▶ TASK OBJECTIVE
Find every line of the records that has "number" and return it.
***
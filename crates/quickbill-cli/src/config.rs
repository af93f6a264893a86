// Copyright 2026 Phillip Cloud
// Licensed under the Apache License, Version 2.0

use anyhow::{Context, Result, anyhow, bail};
use quickbill_app::{Catalog, CatalogEntry, DEFAULT_CURRENCY};
use quickbill_tui::UiOptions;
use serde::Deserialize;
use std::env;
use std::fs;
use std::path::{Path, PathBuf};
use tracing::Level;

pub const APP_NAME: &str = "quickbill";
const CONFIG_VERSION: i64 = 1;
const DEFAULT_LOG_LEVEL: &str = "info";

#[derive(Debug, Clone, Deserialize)]
pub struct Config {
    pub version: i64,
    #[serde(default)]
    pub ui: Ui,
    #[serde(default)]
    pub catalog: CatalogSection,
    #[serde(default)]
    pub log: Log,
}

impl Default for Config {
    fn default() -> Self {
        Self {
            version: CONFIG_VERSION,
            ui: Ui::default(),
            catalog: CatalogSection::default(),
            log: Log::default(),
        }
    }
}

#[derive(Debug, Clone, Deserialize)]
pub struct Ui {
    pub currency: Option<String>,
    pub show_date: Option<bool>,
}

impl Default for Ui {
    fn default() -> Self {
        Self {
            currency: Some(DEFAULT_CURRENCY.to_owned()),
            show_date: Some(true),
        }
    }
}

#[derive(Debug, Clone, Default, Deserialize)]
pub struct CatalogSection {
    pub items: Option<Vec<CatalogItem>>,
}

#[derive(Debug, Clone, Deserialize)]
pub struct CatalogItem {
    pub name: String,
    pub price: i64,
}

#[derive(Debug, Clone, Default, Deserialize)]
pub struct Log {
    pub path: Option<String>,
    pub level: Option<String>,
}

impl Config {
    pub fn default_path() -> Result<PathBuf> {
        if let Some(path) = env::var_os("QUICKBILL_CONFIG_PATH") {
            return Ok(PathBuf::from(path));
        }

        let config_root = dirs::config_dir().ok_or_else(|| {
            anyhow!("cannot resolve config directory; set QUICKBILL_CONFIG_PATH to the config file")
        })?;

        let app_dir = config_root.join(APP_NAME);
        fs::create_dir_all(&app_dir)
            .with_context(|| format!("create config directory {}", app_dir.display()))?;
        Ok(app_dir.join("config.toml"))
    }

    pub fn load(path: &Path) -> Result<Self> {
        if !path.exists() {
            return Ok(Self::default());
        }

        let raw = fs::read_to_string(path)
            .with_context(|| format!("read config file {}", path.display()))?;
        let value: toml::Value = toml::from_str(&raw)
            .with_context(|| format!("parse TOML config {}", path.display()))?;

        let version = value
            .get("version")
            .and_then(toml::Value::as_integer)
            .ok_or_else(|| {
                anyhow!(
                    "config file {} is not versioned. Add `version = 1` at the top and put values under [ui], [catalog], and [log]",
                    path.display()
                )
            })?;

        if version != CONFIG_VERSION {
            bail!(
                "unsupported config version {} in {}; expected version = 1",
                version,
                path.display()
            );
        }

        let config: Config = value
            .try_into()
            .with_context(|| format!("decode config {}", path.display()))?;
        config.validate(path)?;
        Ok(config)
    }

    fn validate(&self, path: &Path) -> Result<()> {
        if let Some(currency) = &self.ui.currency
            && currency.trim().is_empty()
        {
            bail!(
                "ui.currency in {} must not be empty; use a symbol such as \"₹\" or \"$\"",
                path.display()
            );
        }

        self.catalog()
            .with_context(|| format!("invalid [catalog] in {}", path.display()))?;

        if let Some(log_path) = &self.log.path
            && log_path.trim().is_empty()
        {
            bail!(
                "log.path in {} must not be empty; remove it to disable logging",
                path.display()
            );
        }

        self.log_level()
            .with_context(|| format!("invalid [log] in {}", path.display()))?;
        Ok(())
    }

    pub fn currency(&self) -> &str {
        self.ui.currency.as_deref().unwrap_or(DEFAULT_CURRENCY)
    }

    pub fn show_date(&self) -> bool {
        self.ui.show_date.unwrap_or(true)
    }

    pub fn ui_options(&self) -> UiOptions {
        UiOptions {
            currency: self.currency().to_owned(),
            show_date: self.show_date(),
        }
    }

    /// Configured catalog, or the built-in demo catalog when `[catalog]` has no items.
    pub fn catalog(&self) -> Result<Catalog> {
        match &self.catalog.items {
            Some(items) => Catalog::new(
                items
                    .iter()
                    .map(|item| CatalogEntry::new(item.name.clone(), item.price))
                    .collect(),
            ),
            None => Ok(Catalog::demo()),
        }
    }

    pub fn log_path(&self) -> Option<PathBuf> {
        self.log.path.as_ref().map(PathBuf::from)
    }

    pub fn log_level(&self) -> Result<Level> {
        let raw = self.log.level.as_deref().unwrap_or(DEFAULT_LOG_LEVEL);
        raw.parse::<Level>().map_err(|_| {
            anyhow!("unknown log level {raw:?}; use one of: error, warn, info, debug, trace")
        })
    }

    pub fn example_config(path: &Path) -> String {
        format!(
            "# quickbill config\n# Place this file at: {}\n\nversion = 1\n\n[ui]\ncurrency = \"{}\"\nshow_date = true\n\n[catalog]\n# Optional. Replaces the built-in demo catalog.\n# items = [\n#   {{ name = \"Tea\", price = 20 }},\n#   {{ name = \"Coffee\", price = 40 }},\n# ]\n\n[log]\n# Optional. Logging is off unless a file path is set.\n# path = \"/tmp/quickbill.log\"\nlevel = \"{}\"\n",
            path.display(),
            DEFAULT_CURRENCY,
            DEFAULT_LOG_LEVEL,
        )
    }
}
fn handle_search_key(state: &mut AppState, view_data: &mut ViewData, key: KeyEvent) {
    match key.code {
        KeyCode::Char(ch) if is_text_input(key) => {
            let mut query = state.query.clone();
            query.push(ch);
            dispatch(state, view_data, AppCommand::EditQuery(query));
        }
        KeyCode::Backspace => {
            let mut query = state.query.clone();
            if query.pop().is_some() {
                dispatch(state, view_data, AppCommand::EditQuery(query));
            }
        }
        KeyCode::Down => {
            if state.results_open {
                let last = state.visible_results().len().saturating_sub(1);
                view_data.result_cursor = (view_data.result_cursor + 1).min(last);
            } else {
                dispatch(state, view_data, AppCommand::OpenResults);
            }
        }
        KeyCode::Up => {
            view_data.result_cursor = view_data.result_cursor.saturating_sub(1);
        }
        KeyCode::Enter => {
            // A visible dropdown takes the activation key until an item is picked;
            // after that only typing can change the selection.
            let command = if state.selection.is_some() || state.visible_results().is_empty() {
                AppCommand::Commit
            } else {
                AppCommand::SelectResult(view_data.result_cursor)
            };
            dispatch(state, view_data, command);
        }
        _ => {}
    }
}

fn handle_quantity_key(state: &mut AppState, view_data: &mut ViewData, key: KeyEvent) {
    match key.code {
        KeyCode::Char(ch) if is_text_input(key) => {
            let mut quantity = state.quantity.clone();
            quantity.push(ch);
            dispatch(state, view_data, AppCommand::EditQuantity(quantity));
        }
        KeyCode::Backspace => {
            let mut quantity = state.quantity.clone();
            if quantity.pop().is_some() {
                dispatch(state, view_data, AppCommand::EditQuantity(quantity));
            }
        }
        KeyCode::Enter => dispatch(state, view_data, AppCommand::Commit),
        _ => {}
    }
}

fn handle_ledger_key(state: &mut AppState, view_data: &mut ViewData, key: KeyEvent) {
    match key.code {
        KeyCode::Char('j') | KeyCode::Down => {
            let last = state.ledger.len().saturating_sub(1);
            view_data.ledger_cursor = (view_data.ledger_cursor + 1).min(last);
        }
        KeyCode::Char('k') | KeyCode::Up => {
            view_data.ledger_cursor = view_data.ledger_cursor.saturating_sub(1);
        }
        KeyCode::Char('g') | KeyCode::Home => view_data.ledger_cursor = 0,
        KeyCode::Char('G') | KeyCode::End => {
            view_data.ledger_cursor = state.ledger.len().saturating_sub(1);
        }
        KeyCode::Char('e') | KeyCode::Enter => {
            if let Some(id) = line_at_cursor(state, view_data) {
                dispatch(state, view_data, AppCommand::BeginEdit(id));
            }
        }
        KeyCode::Char('d') | KeyCode::Delete => {
            if let Some(id) = line_at_cursor(state, view_data) {
                dispatch(state, view_data, AppCommand::Remove(id));
            }
        }
        _ => {}
    }
}

fn is_text_input(key: KeyEvent) -> bool {
    !key
        .modifiers
        .intersects(KeyModifiers::CONTROL | KeyModifiers::ALT)
}

fn line_at_cursor(state: &AppState, view_data: &ViewData) -> Option<LineItemId> {
    state
        .ledger
        .items()
        .get(view_data.ledger_cursor)
        .map(|line| line.id)
}

/// Moving focus off the search field stands in for clicking outside the dropdown.
fn focus_pane(state: &mut AppState, view_data: &mut ViewData, target: Pane) {
    let leaving_search = view_data.pane == Pane::Search && target != Pane::Search;
    let entering_search = view_data.pane != Pane::Search && target == Pane::Search;
    view_data.pane = target;
    if leaving_search {
        dispatch(state, view_data, AppCommand::DismissResults);
    }
    if entering_search && state.selection.is_none() {
        dispatch(state, view_data, AppCommand::OpenResults);
    }
}

fn dispatch(state: &mut AppState, view_data: &mut ViewData, command: AppCommand) {
    let events = state.dispatch(command);
    apply_events(state, view_data, &events);
}

fn apply_events(state: &AppState, view_data: &mut ViewData, events: &[AppEvent]) {
    for event in events {
        match event {
            AppEvent::FocusRequested(target) => view_data.pane = Pane::from(*target),
            AppEvent::QueryChanged(_) | AppEvent::ResultsPanelChanged(true) => {
                view_data.result_cursor = 0;
            }
            AppEvent::StatusUpdated(_) => {
                view_data.status_deadline = Some(Instant::now() + STATUS_TTL);
            }
            AppEvent::StatusCleared => view_data.status_deadline = None,
            AppEvent::LineAdded(id) | AppEvent::EditStarted(id) => {
                if let Some(index) = state.ledger.position(*id) {
                    view_data.ledger_cursor = index;
                }
            }
            _ => {}
        }
    }
    view_data.ledger_cursor = view_data
        .ledger_cursor
        .min(state.ledger.len().saturating_sub(1));
}
// Copyright 2026 Phillip Cloud
// Licensed under the Apache License, Version 2.0

use anyhow::{Context, Result, anyhow, bail};

use crate::Selection;

/// A validated candidate line: what a commit would write to the ledger.
///
/// Only constructible through [`LineDraft::new`] or [`LineDraft::from_form`], so
/// `amount` always equals `quantity * unit_price`.
#[derive(Debug, Clone, PartialEq, Eq)]
pub struct LineDraft {
    name: String,
    unit_price: i64,
    quantity: i64,
    amount: i64,
}

impl LineDraft {
    pub fn new(name: impl Into<String>, unit_price: i64, quantity: i64) -> Result<Self> {
        let name = name.into();
        if name.trim().is_empty() {
            bail!("line item name is required");
        }
        if unit_price < 0 {
            bail!("line item unit price cannot be negative");
        }
        if quantity <= 0 {
            bail!("quantity must be a positive whole number");
        }
        let amount = quantity.checked_mul(unit_price).ok_or_else(|| {
            anyhow!("amount for {quantity} x {unit_price} overflows; use a smaller quantity")
        })?;
        Ok(Self {
            name,
            unit_price,
            quantity,
            amount,
        })
    }

    pub fn from_form(selection: Option<&Selection>, quantity_text: &str) -> Result<Self> {
        let Some(selection) = selection else {
            bail!("no item selected -- search and pick an item first");
        };
        let quantity = parse_quantity(quantity_text)?;
        Self::new(selection.name.clone(), selection.unit_price, quantity)
    }

    pub fn name(&self) -> &str {
        &self.name
    }

    pub const fn unit_price(&self) -> i64 {
        self.unit_price
    }

    pub const fn quantity(&self) -> i64 {
        self.quantity
    }

    pub const fn amount(&self) -> i64 {
        self.amount
    }
}

pub fn parse_quantity(text: &str) -> Result<i64> {
    let trimmed = text.trim();
    if trimmed.is_empty() {
        bail!("quantity is required");
    }
    let quantity: i64 = trimmed
        .parse()
        .with_context(|| format!("quantity {trimmed:?} is not a whole number"))?;
    if quantity <= 0 {
        bail!("quantity must be positive, got {quantity}");
    }
    Ok(quantity)
}

#[cfg(test)]
mod tests {
    use super::{LineDraft, parse_quantity};
    use crate::Selection;
    use anyhow::Result;

    fn tea() -> Selection {
        Selection {
            name: "Tea".to_owned(),
            unit_price: 20,
        }
    }

    #[test]
    fn parse_quantity_accepts_positive_integers() -> Result<()> {
        assert_eq!(parse_quantity("3")?, 3);
        assert_eq!(parse_quantity(" 12 ")?, 12);
        Ok(())
    }

    #[test]
    fn parse_quantity_rejects_zero_negative_and_text() {
        for raw in ["", "0", "-1", "abc", "2.5", "3x"] {
            assert!(parse_quantity(raw).is_err(), "{raw:?} should be rejected");
        }
    }

    #[test]
    fn draft_requires_selection() {
        let error = LineDraft::from_form(None, "3").expect_err("missing selection should fail");
        assert!(error.to_string().contains("no item selected"));
    }

    #[test]
    fn draft_computes_amount() -> Result<()> {
        let draft = LineDraft::from_form(Some(&tea()), "3")?;
        assert_eq!(draft.name(), "Tea");
        assert_eq!(draft.quantity(), 3);
        assert_eq!(draft.amount(), 60);
        Ok(())
    }

    #[test]
    fn draft_rejects_overflowing_amount() {
        let error = LineDraft::new("Gold", i64::MAX, 2).expect_err("overflow should fail");
        assert!(error.to_string().contains("overflows"));
    }

    #[test]
    fn zero_price_items_are_allowed() -> Result<()> {
        let draft = LineDraft::new("Free refill", 0, 4)?;
        assert_eq!(draft.amount(), 0);
        Ok(())
    }
}
// Copyright 2026 Phillip Cloud
// Licensed under the Apache License, Version 2.0

use anyhow::{Context, Result, anyhow};
use std::fs::{self, OpenOptions};
use std::path::Path;
use std::sync::Mutex;

use crate::config::Config;

/// Installs a file-backed subscriber when `[log].path` is set. The terminal
/// belongs to the TUI, so nothing is ever written to stdout or stderr.
pub fn init(config: &Config) -> Result<bool> {
    let Some(path) = config.log_path() else {
        return Ok(false);
    };
    let level = config.log_level()?;
    install(&path, level)?;
    tracing::info!(path = %path.display(), %level, "logging enabled");
    Ok(true)
}

fn install(path: &Path, level: tracing::Level) -> Result<()> {
    if let Some(parent) = path.parent()
        && !parent.as_os_str().is_empty()
    {
        fs::create_dir_all(parent)
            .with_context(|| format!("create log directory {}", parent.display()))?;
    }

    let file = OpenOptions::new()
        .create(true)
        .append(true)
        .open(path)
        .with_context(|| format!("open log file {}", path.display()))?;

    tracing_subscriber::fmt()
        .with_writer(Mutex::new(file))
        .with_ansi(false)
        .with_max_level(level)
        .try_init()
        .map_err(|error| anyhow!("install log subscriber: {error}"))
}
***
▶ RESULT OF THIS TASK
            bail!("quantity must be a positive whole number");
        .with_context(|| format!("quantity {trimmed:?} is not a whole number"))?;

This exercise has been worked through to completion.